The White House is pushing hard for Congress to pass the Digital Asset Market CLARITY Act by July 4, 2026, marking a symbolic deadline that coincides with America’s 250th anniversary. Patrick Witt, executive director of the President’s Council of Advisors for Digital Assets, laid out an aggressive timeline at the Consensus Miami conference: Senate Banking Committee markup this month, four working Senate weeks in June for floor votes, and a House vote before Independence Day.

The CLARITY Act is the most ambitious crypto legislation in U.S. history, designed to create a comprehensive regulatory framework dividing oversight between the Securities and Exchange Commission (SEC) and the Commodity Futures Trading Commission (CFTC). The House already passed its version with overwhelming bipartisan support last year. Meanwhile, the stablecoin market has surged 49 percent since the GENIUS Act passed, ballooning to $306 billion by the end of 2025.

But the bill faces a critical roadblock in the Senate. Senator Kirsten Gillibrand (D-N.Y.), a key advocate for the legislation, has made it clear she will not support the bill unless it includes an ethics clause that bars senior government officials from profiting off crypto. This demand is widely understood as a direct shot at former President Donald Trump and his family, who have launched multiple crypto ventures including memecoins and the DeFi project World Liberty Financial.
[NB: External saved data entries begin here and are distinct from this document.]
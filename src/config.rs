use std::path::{Path, PathBuf};
use std::time::Duration;

use chromiumoxide::browser::BrowserConfig;

use crate::embed::Sandbox;
use crate::error::{Result, ViewframeError};
use crate::size::Size;

/// Default time a frame may take to load before it is reported as timed out.
pub const DEFAULT_LOAD_TIMEOUT: Duration = Duration::from_secs(30);

/// Default space each frame may occupy in the preview.
pub const DEFAULT_CONTAINER: Size = Size {
    width: 800,
    height: 600,
};

/// How frames are laid out and loaded.
#[derive(Debug, Clone, PartialEq)]
pub struct RendererConfig {
    /// Space available to each frame; the scale factor fits the frame into it.
    container: Size,
    /// How long to wait for a frame's load notification.
    load_timeout: Duration,
    /// Capabilities of the embedded browsing context.
    sandbox: Sandbox,
}

impl RendererConfig {
    pub fn builder() -> RendererConfigBuilder {
        RendererConfigBuilder::default()
    }

    pub fn container(&self) -> Size {
        self.container
    }

    pub fn load_timeout(&self) -> Duration {
        self.load_timeout
    }

    pub fn sandbox(&self) -> &Sandbox {
        &self.sandbox
    }
}

impl Default for RendererConfig {
    fn default() -> Self {
        Self {
            container: DEFAULT_CONTAINER,
            load_timeout: DEFAULT_LOAD_TIMEOUT,
            sandbox: Sandbox::default(),
        }
    }
}

#[derive(Debug, Clone, Default)]
pub struct RendererConfigBuilder {
    container: Option<Size>,
    load_timeout: Option<Duration>,
    sandbox: Option<Sandbox>,
}

impl RendererConfigBuilder {
    pub fn container(mut self, width: u32, height: u32) -> Self {
        self.container = Some(Size::new(width, height));
        self
    }

    pub fn load_timeout(mut self, timeout: Duration) -> Self {
        self.load_timeout = Some(timeout);
        self
    }

    pub fn sandbox(mut self, sandbox: Sandbox) -> Self {
        self.sandbox = Some(sandbox);
        self
    }

    pub fn build(self) -> std::result::Result<RendererConfig, String> {
        let load_timeout = self.load_timeout.unwrap_or(DEFAULT_LOAD_TIMEOUT);
        if load_timeout.is_zero() {
            return Err("load timeout must be greater than zero".to_string());
        }
        Ok(RendererConfig {
            container: self.container.unwrap_or(DEFAULT_CONTAINER),
            load_timeout,
            sandbox: self.sandbox.unwrap_or_default(),
        })
    }
}

/// How the Chromium instance rendering the frames is launched.
#[derive(Debug, Clone, PartialEq)]
pub struct ChromeConfig {
    /// Determines whether to run headless version of the browser. Defaults to
    /// true.
    headless: bool,
    /// Determines whether to run the browser with a sandbox.
    sandbox: bool,
    /// Launch the browser with a specific window width and height.
    window_size: Option<(u32, u32)>,
    /// Path for Chrome or Chromium.
    ///
    /// If unspecified, the `CHROME` environment variable is consulted and then
    /// chromiumoxide's own detection.
    executable: Option<PathBuf>,
    /// Additionally emulate the device metrics of each frame through the
    /// DevTools protocol, so layout happens at the simulated size for real.
    emulate_device_metrics: bool,
}

impl ChromeConfig {
    pub fn builder() -> ChromeConfigBuilder {
        ChromeConfigBuilder::default()
    }

    pub fn is_headless(&self) -> bool {
        self.headless
    }

    pub fn executable(&self) -> Option<&Path> {
        self.executable.as_deref()
    }

    pub fn emulate_device_metrics(&self) -> bool {
        self.emulate_device_metrics
    }

    /// The chromiumoxide launch configuration.
    pub fn browser_config(&self) -> Result<BrowserConfig> {
        let mut builder = BrowserConfig::builder();
        if !self.headless {
            builder = builder.with_head();
        }
        if !self.sandbox {
            builder = builder.no_sandbox();
        }
        if let Some((width, height)) = self.window_size {
            builder = builder.window_size(width, height);
        }
        if let Some(ref executable) = self.executable {
            builder = builder.chrome_executable(executable);
        }
        builder.build().map_err(ViewframeError::Config)
    }
}

impl Default for ChromeConfig {
    fn default() -> Self {
        ChromeConfigBuilder::default().build()
    }
}

#[derive(Debug, Clone)]
pub struct ChromeConfigBuilder {
    headless: bool,
    sandbox: bool,
    window_size: Option<(u32, u32)>,
    executable: Option<PathBuf>,
    emulate_device_metrics: bool,
}

impl Default for ChromeConfigBuilder {
    fn default() -> Self {
        Self {
            headless: true,
            sandbox: true,
            window_size: None,
            executable: None,
            emulate_device_metrics: true,
        }
    }
}

impl ChromeConfigBuilder {
    pub fn with_head(mut self) -> Self {
        self.headless = false;
        self
    }

    pub fn no_sandbox(mut self) -> Self {
        self.sandbox = false;
        self
    }

    pub fn window_size(mut self, width: u32, height: u32) -> Self {
        self.window_size = Some((width, height));
        self
    }

    pub fn chrome_executable(mut self, path: impl AsRef<Path>) -> Self {
        self.executable = Some(path.as_ref().to_path_buf());
        self
    }

    /// Only inject the override script and leave the real layout viewport
    /// alone.
    pub fn script_only(mut self) -> Self {
        self.emulate_device_metrics = false;
        self
    }

    pub fn build(self) -> ChromeConfig {
        let executable = self.executable.or_else(executable_from_env);
        ChromeConfig {
            headless: self.headless,
            sandbox: self.sandbox,
            window_size: self.window_size,
            executable,
            emulate_device_metrics: self.emulate_device_metrics,
        }
    }
}

/// The `CHROME` environment variable, if it names an existing file.
fn executable_from_env() -> Option<PathBuf> {
    let path = PathBuf::from(std::env::var_os("CHROME")?);
    path.exists().then_some(path)
}
//! Makes a page report a simulated viewport instead of its rendered size.
//!
//! The override is driven by the page's own `viewport` query parameter. When
//! the parameter is missing or malformed nothing happens at all.

use std::rc::Rc;

use thiserror::Error;

use crate::env::{ElementId, HeadElement, Property, SizeProperty, Window};
use crate::media::{MediaMatcher, SimulatedMedia};
use crate::style::simulation_stylesheet;
use crate::viewport::{meta_content, SimulatedViewport};

/// Name of the meta directive controlling the layout viewport.
pub const VIEWPORT_META: &str = "viewport";

/// Installs the override requested by the window's location, if any.
pub fn install(window: &mut Window) -> Option<InstalledOverride> {
    let viewport = SimulatedViewport::from_url(window.location())?;
    Some(ViewportOverride::new(viewport).install(window))
}

/// A viewport override ready to be installed into a [`Window`].
#[derive(Debug, Clone, Copy, PartialEq, Eq)]
pub struct ViewportOverride {
    viewport: SimulatedViewport,
}

impl ViewportOverride {
    pub fn new(viewport: SimulatedViewport) -> Self {
        Self { viewport }
    }

    pub fn viewport(&self) -> &SimulatedViewport {
        &self.viewport
    }

    /// Installs the override.
    ///
    /// Window size properties are redefined first and a single resize event is
    /// dispatched right after, so listeners read the simulated size. Screen
    /// size, the viewport meta directive, the simulation stylesheet and
    /// `matchMedia` follow.
    pub fn install(&self, window: &mut Window) -> InstalledOverride {
        let width = self.viewport.width();
        let height = self.viewport.height();
        let mut saved = Vec::with_capacity(SizeProperty::ALL.len());

        redefine(window, SizeProperty::InnerWidth, width, &mut saved);
        redefine(window, SizeProperty::InnerHeight, height, &mut saved);
        window.dispatch_resize();

        redefine(window, SizeProperty::ScreenWidth, width, &mut saved);
        redefine(window, SizeProperty::ScreenHeight, height, &mut saved);

        let content = meta_content(&self.viewport);
        let document = window.document_mut();
        let meta = match document.query_meta(VIEWPORT_META) {
            Some(id) => {
                let previous = document.set_meta_content(id, Some(content)).flatten();
                MetaChange::Updated { id, previous }
            }
            None => MetaChange::Created(document.append(HeadElement::Meta {
                name: VIEWPORT_META.to_string(),
                content: Some(content),
            })),
        };

        let style = document.append(HeadElement::Style {
            text: simulation_stylesheet(&self.viewport),
        });

        let fallback = window.media_matcher();
        let previous_media =
            window.replace_media_matcher(Rc::new(SimulatedMedia::new(self.viewport, fallback)));

        let depth = window.push_override();
        tracing::info!(width, height, "viewport simulation active");

        InstalledOverride {
            viewport: self.viewport,
            depth,
            saved,
            meta,
            style,
            previous_media,
        }
    }
}

fn redefine(
    window: &mut Window,
    prop: SizeProperty,
    value: u32,
    saved: &mut Vec<(SizeProperty, Property)>,
) {
    match window.define_property(prop, Property::data(value)) {
        Ok(previous) => saved.push((prop, previous)),
        Err(err) => tracing::debug!(%err, "skipping viewport property override"),
    }
}

#[derive(Debug, Clone, PartialEq, Eq)]
enum MetaChange {
    Created(ElementId),
    Updated {
        id: ElementId,
        previous: Option<String>,
    },
}

/// An installed override. Dropping it leaves the override in place for the
/// lifetime of the page; [`InstalledOverride::uninstall`] reverts it.
///
/// Overrides stack: each one saved what the previous one had installed, so
/// they can only be uninstalled last-in-first-out. A dropped guard pins every
/// override installed before it.
#[must_use = "dropping the guard keeps the override installed permanently"]
pub struct InstalledOverride {
    viewport: SimulatedViewport,
    depth: u32,
    saved: Vec<(SizeProperty, Property)>,
    meta: MetaChange,
    style: ElementId,
    previous_media: Rc<dyn MediaMatcher>,
}

impl InstalledOverride {
    pub fn viewport(&self) -> &SimulatedViewport {
        &self.viewport
    }

    /// Restores what [`ViewportOverride::install`] replaced and dispatches one
    /// resize event so dependents pick up the real size again.
    ///
    /// Fails without touching the window if an override installed later is
    /// still in place; the guard is handed back.
    pub fn uninstall(self, window: &mut Window) -> Result<(), OutOfOrderUninstall> {
        if !window.pop_override(self.depth) {
            return Err(OutOfOrderUninstall(self));
        }
        for (prop, previous) in self.saved.into_iter().rev() {
            if let Err(err) = window.define_property(prop, previous) {
                tracing::debug!(%err, "could not restore viewport property");
            }
        }
        window.replace_media_matcher(self.previous_media);

        let document = window.document_mut();
        document.remove(self.style);
        match self.meta {
            MetaChange::Created(id) => {
                document.remove(id);
            }
            MetaChange::Updated { id, previous } => {
                document.set_meta_content(id, previous);
            }
        }

        tracing::debug!(viewport = %self.viewport, "viewport simulation removed");
        window.dispatch_resize();
        Ok(())
    }
}

/// Returned by [`InstalledOverride::uninstall`] while a later override is
/// still installed.
#[derive(Debug, Error)]
#[error("override for {} is not the most recently installed one", .0.viewport)]
pub struct OutOfOrderUninstall(pub InstalledOverride);

impl std::fmt::Debug for InstalledOverride {
    fn fmt(&self, f: &mut std::fmt::Formatter<'_>) -> std::fmt::Result {
        f.debug_struct("InstalledOverride")
            .field("viewport", &self.viewport)
            .field("depth", &self.depth)
            .field("saved", &self.saved)
            .field("meta", &self.meta)
            .field("style", &self.style)
            .finish_non_exhaustive()
    }
}

#[cfg(test)]
mod tests {
    use std::cell::{Cell, RefCell};

    use url::Url;

    use super::*;
    use crate::size::Size;

    fn open(url: &str) -> Window {
        Window::new(
            Url::parse(url).unwrap(),
            Size::new(1280, 800),
            Size::new(2560, 1440),
        )
    }

    /// Records the inner size seen by each resize event.
    fn observe(window: &mut Window) -> Rc<RefCell<Vec<(u32, u32)>>> {
        let seen = Rc::new(RefCell::new(Vec::new()));
        let sink = Rc::clone(&seen);
        window.add_resize_listener(Box::new(move |w: &Window| {
            sink.borrow_mut().push((w.inner_width(), w.inner_height()))
        }));
        seen
    }

    #[test]
    fn overrides_window_and_screen() {
        let mut window = open("https://example.com/?viewport=393x852");
        let seen = observe(&mut window);

        let installed = install(&mut window).unwrap();
        assert_eq!(installed.viewport(), &SimulatedViewport::new(393, 852).unwrap());
        assert_eq!(window.inner_width(), 393);
        assert_eq!(window.inner_height(), 852);
        assert_eq!(window.screen_width(), 393);
        assert_eq!(window.screen_height(), 852);
        // listeners ran exactly once and saw the simulated values
        assert_eq!(*seen.borrow(), vec![(393, 852)]);
    }

    #[test]
    fn overridden_properties_stay_writable_and_configurable() {
        let mut window = open("https://example.com/?viewport=393x852");
        let _installed = install(&mut window).unwrap();
        for prop in SizeProperty::ALL {
            let descriptor = window.property(prop);
            assert!(descriptor.is_writable() && descriptor.is_configurable());
        }
        assert!(window.assign(SizeProperty::InnerWidth, 400));
        assert_eq!(window.inner_width(), 400);
    }

    #[test]
    fn malformed_parameter_is_a_no_op() {
        for url in [
            "https://example.com/",
            "https://example.com/?other=1",
            "https://example.com/?viewport=",
            "https://example.com/?viewport=abcx852",
            "https://example.com/?viewport=393",
            "https://example.com/?viewport=0x852",
            "https://example.com/?viewport=-1x852",
            "https://example.com/?viewport=393x852x2",
        ] {
            let mut window = open(url);
            let fired = Rc::new(Cell::new(0));
            let counter = Rc::clone(&fired);
            window.add_resize_listener(Box::new(move |_: &Window| counter.set(counter.get() + 1)));

            assert!(install(&mut window).is_none(), "{url}");
            assert_eq!(fired.get(), 0);
            assert_eq!(window.inner_width(), 1280);
            assert_eq!(window.screen_width(), 2560);
            assert!(window.document().is_empty());
            assert!(window.property(SizeProperty::InnerWidth).is_native());
            assert!(window.match_media("(min-width: 1024px)").matches());
        }
    }

    #[test]
    fn creates_single_viewport_meta() {
        let mut window = open("https://example.com/?viewport=393x852");
        let _installed = install(&mut window).unwrap();
        let doc = window.document();
        assert_eq!(doc.metas(VIEWPORT_META).count(), 1);
        assert_eq!(
            doc.meta_content(VIEWPORT_META),
            Some("width=393, initial-scale=1.0, user-scalable=yes")
        );
        assert_eq!(doc.styles().count(), 1);
    }

    #[test]
    fn reuses_existing_viewport_meta() {
        let mut window = open("https://example.com/?viewport=1920x1080");
        let title = window.document_mut().append(HeadElement::Other {
            tag: "title".into(),
        });
        window.document_mut().append(HeadElement::Meta {
            name: VIEWPORT_META.into(),
            content: Some("width=device-width, initial-scale=1".into()),
        });

        let installed = install(&mut window).unwrap();
        let doc = window.document();
        assert_eq!(doc.metas(VIEWPORT_META).count(), 1);
        assert_eq!(
            doc.meta_content(VIEWPORT_META),
            Some("width=1920, initial-scale=0.8, user-scalable=yes")
        );
        assert_eq!(doc.len(), 3);
        assert!(doc.get(title).is_some());

        installed.uninstall(&mut window).unwrap();
        assert_eq!(
            window.document().meta_content(VIEWPORT_META),
            Some("width=device-width, initial-scale=1")
        );
    }

    #[test]
    fn middle_band_meta_has_no_user_scaling() {
        let mut window = open("https://example.com/?viewport=1440x900");
        let _installed = install(&mut window).unwrap();
        assert_eq!(
            window.document().meta_content(VIEWPORT_META),
            Some("width=1440, initial-scale=1.0")
        );
    }

    #[test]
    fn injects_stylesheet() {
        let mut window = open("https://example.com/?viewport=375x667");
        let _installed = install(&mut window).unwrap();
        let css = window.document().styles().next().unwrap().to_string();
        assert!(css.contains("max-width: 375px !important"));
        assert!(css.contains("overflow-x: hidden"));
        assert!(css.contains(".max-w-screen-xl"));
    }

    #[test]
    fn media_queries_follow_simulated_width() {
        let mut window = open("https://example.com/?viewport=400x800");
        let _installed = install(&mut window).unwrap();
        assert!(window.match_media("(max-width: 768px)").matches());
        assert!(!window.match_media("(min-width: 768px)").matches());
        // delegated to the real layout, which is landscape
        assert!(window.match_media("(orientation: landscape)").matches());

        let mut wide = open("https://example.com/?viewport=2000x1000");
        let _installed = install(&mut wide).unwrap();
        assert!(wide.match_media("(min-width: 1920px)").matches());
    }

    #[test]
    fn uninstall_restores_everything() {
        let mut window = open("https://example.com/?viewport=393x852");
        let seen = observe(&mut window);

        let installed = install(&mut window).unwrap();
        installed.uninstall(&mut window).unwrap();

        assert_eq!(window.inner_width(), 1280);
        assert_eq!(window.inner_height(), 800);
        assert_eq!(window.screen_width(), 2560);
        assert_eq!(window.screen_height(), 1440);
        assert!(window.property(SizeProperty::InnerWidth).is_native());
        assert!(window.document().is_empty());
        assert!(window.match_media("(min-width: 1024px)").matches());
        assert_eq!(*seen.borrow(), vec![(393, 852), (1280, 800)]);

        // the restored native properties follow layout changes again
        window.resize_layout(Size::new(900, 600));
        assert_eq!(window.inner_width(), 900);
    }

    #[test]
    fn reinstall_replaces_previous_override() {
        let mut window = open("https://example.com/?viewport=393x852");
        let first = install(&mut window).unwrap();
        let second = ViewportOverride::new(SimulatedViewport::new(1024, 1366).unwrap())
            .install(&mut window);
        assert_eq!(window.inner_width(), 1024);
        assert_eq!(window.document().metas(VIEWPORT_META).count(), 1);
        assert!(!window.match_media("(max-width: 768px)").matches());

        second.uninstall(&mut window).unwrap();
        assert_eq!(window.inner_width(), 393);
        first.uninstall(&mut window).unwrap();
        assert_eq!(window.inner_width(), 1280);
        assert!(window.document().is_empty());
    }

    #[test]
    fn out_of_order_uninstall_is_refused() {
        let mut window = open("https://example.com/?viewport=393x852");
        let first = install(&mut window).unwrap();
        let second = ViewportOverride::new(SimulatedViewport::new(1024, 1366).unwrap())
            .install(&mut window);
        assert_eq!(window.override_depth(), 2);

        let OutOfOrderUninstall(first) = first.uninstall(&mut window).unwrap_err();
        assert_eq!(first.viewport(), &SimulatedViewport::new(393, 852).unwrap());
        assert_eq!(window.inner_width(), 1024);
        assert_eq!(window.override_depth(), 2);
        assert_eq!(window.document().styles().count(), 2);

        second.uninstall(&mut window).unwrap();
        first.uninstall(&mut window).unwrap();
        assert_eq!(window.override_depth(), 0);
        assert_eq!(window.inner_width(), 1280);
        assert!(window.property(SizeProperty::InnerWidth).is_native());
        assert!(window.match_media("(min-width: 1024px)").matches());
        assert!(window.document().is_empty());
    }

    #[test]
    fn simulated_size_survives_layout_resize() {
        let mut window = open("https://example.com/?viewport=393x852");
        let _installed = install(&mut window).unwrap();
        window.resize_layout(Size::new(600, 400));
        assert_eq!(window.inner_width(), 393);
        assert!(window.match_media("(max-width: 400px)").matches());
        assert!(window.match_media("(orientation: landscape)").matches());
    }
}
Bloomberg estimates these ventures have generated at least $1.4 billion in revenue, leveraging the presidency to enrich themselves through unregulated digital assets.

The White House has pushed for a broader ethics provision that would apply generally rather than targeting any single officeholder. Meanwhile, bipartisan lawmakers have made progress on other contentious issues, such as stablecoin yield. Senators Thom Tillis (R-N.C.) and Angela Alsobrooks (D-Md.) proposed a compromise banning passive yield on stablecoin balances while allowing activity-based rewards, a deal Gillibrand acknowledged might hold because it leaves everyone unhappy.

Despite these advances, Gillibrand warned that ethics, consumer protection, and illicit finance provisions must be resolved within days to keep the markup on schedule. She predicts a final vote by early August if talks succeed, but the clock is ticking.

This showdown highlights the ongoing struggle to hold powerful figures accountable in the wild west of cryptocurrency — especially when those figures include the former president and his family, who have exploited digital finance for personal gain. The CLARITY Act could bring much-needed oversight to a market rife with pay-to-play schemes and political favors, but only if Congress stands firm against corruption and rejects watered-down ethics rules.

The coming weeks will reveal whether lawmakers have the backbone to stop the Trump family crypto grift or if they will let another scandal slide under the radar in the name of political expediency. We’ll be watching closely.